左欄に15)舟木屏風・洛中洛外図(部分拡大)を示し、下の図に屏風全体の図を示す。
舟木屏風洛中洛外図屏風
舟木屏風洛中洛外図屏風
舟木家が所蔵する洛中洛外図屏風は左に二条城と右に方広寺大仏殿を描いているが、主題は遊郭や女歌舞伎、操り浄瑠璃、祇園祭の母衣行列を描いた歓楽の光景である。制作年代は慶長末(1614年)と推測される。又兵衛の京都時代の画期的作品だと著者は判断した。又兵衛浮世絵元年はこの時代になる。山中常磐物語絵巻が陰惨な「陰」の絵とすると、洛中洛外図屏風は明るい享楽の「陽」の絵である。
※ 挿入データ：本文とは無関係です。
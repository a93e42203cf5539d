//! Read-only translators from legacy note-taking formats.

pub mod cherrytree;
pub mod notecase;
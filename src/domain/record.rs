//! Owned, recursive snapshot of a note subtree.

use serde::{Deserialize, Serialize};

/// `{name, content, children}` value tree.
///
/// This is the JSON document layout. Missing `content` and `children`
/// default to empty; unknown fields are ignored.
#[derive(Debug, Clone, Default, PartialEq, Eq, Serialize, Deserialize)]
pub struct NodeRecord {
    pub name: String,
    #[serde(default)]
    pub content: String,
    #[serde(default)]
    pub children: Vec<NodeRecord>,
}

impl NodeRecord {
    pub fn new(name: impl Into<String>, content: impl Into<String>) -> Self {
        Self {
            name: name.into(),
            content: content.into(),
            children: Vec::new(),
        }
    }

    pub fn with_children(mut self, children: Vec<NodeRecord>) -> Self {
        self.children = children;
        self
    }
}

/// Flattens the subtree before freeing it; deep chains would otherwise
/// drop recursively.
impl Drop for NodeRecord {
    fn drop(&mut self) {
        let mut pending = std::mem::take(&mut self.children);
        while let Some(mut record) = pending.pop() {
            pending.append(&mut record.children);
        }
    }
}
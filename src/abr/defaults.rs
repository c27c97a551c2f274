//! ABR default values for brush parameters
//!
//! The `desc` block is not decoded, so every brush preset carries these.

/// Default values for ABR brush parameters
pub struct AbrDefaults;

impl AbrDefaults {
    /// Default brush diameter in pixels
    pub const DIAMETER: f32 = 30.0;

    /// Default hardness (1.0 = hard edge, 0.0 = soft)
    pub const HARDNESS: f32 = 1.0;

    /// Default spacing as fraction of diameter
    pub const SPACING: f32 = 0.25;

    /// Default brush angle in degrees
    pub const ANGLE: f32 = 0.0;

    /// Default roundness (1.0 = circular)
    pub const ROUNDNESS: f32 = 1.0;

    /// Largest tip edge we are willing to allocate for
    pub const MAX_TIP_DIMENSION: u32 = 16384;
}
<高野山が所蔵する左欄の16)豊国祭礼図屏風は慶長9年(1604年4月)の臨時大祭の模様を描いたものである。絵の下部に描かれた騎馬の武士たちは混乱の極みである。馬は慌て、武士の烏帽子狩衣姿は乱れている。中ほどに舞楽を見物人々も溢れんばかりの混雑である。人間の馬鹿騒ぎを描く事がこの屏風の目的であった。又兵衛の下図を元にした工房制作と考えられている。人物描写はまさに又兵衛風である。
福井の個人が所蔵する17)花見遊曲図屏風は高さ56cmの4曲の屏風である。橋の袂ではくわえ楊枝のかぶき者の伊達姿、騒がしい享楽の花見図はまさしく浮世絵そのものの画題である。浮世又兵衛の正真正銘の筆になる極彩色の風俗画が見つかったと筆者は興奮し語っている。時代は福井の忠直時代の円熟した作風である。
MOA美術館が所蔵する18)湯女図は何回か写しをしているようで、人物の組み合わせに不自然さがあるが、女達の不思議な実体感(岸田劉生がいうテロリ系の女性像)が妖しい。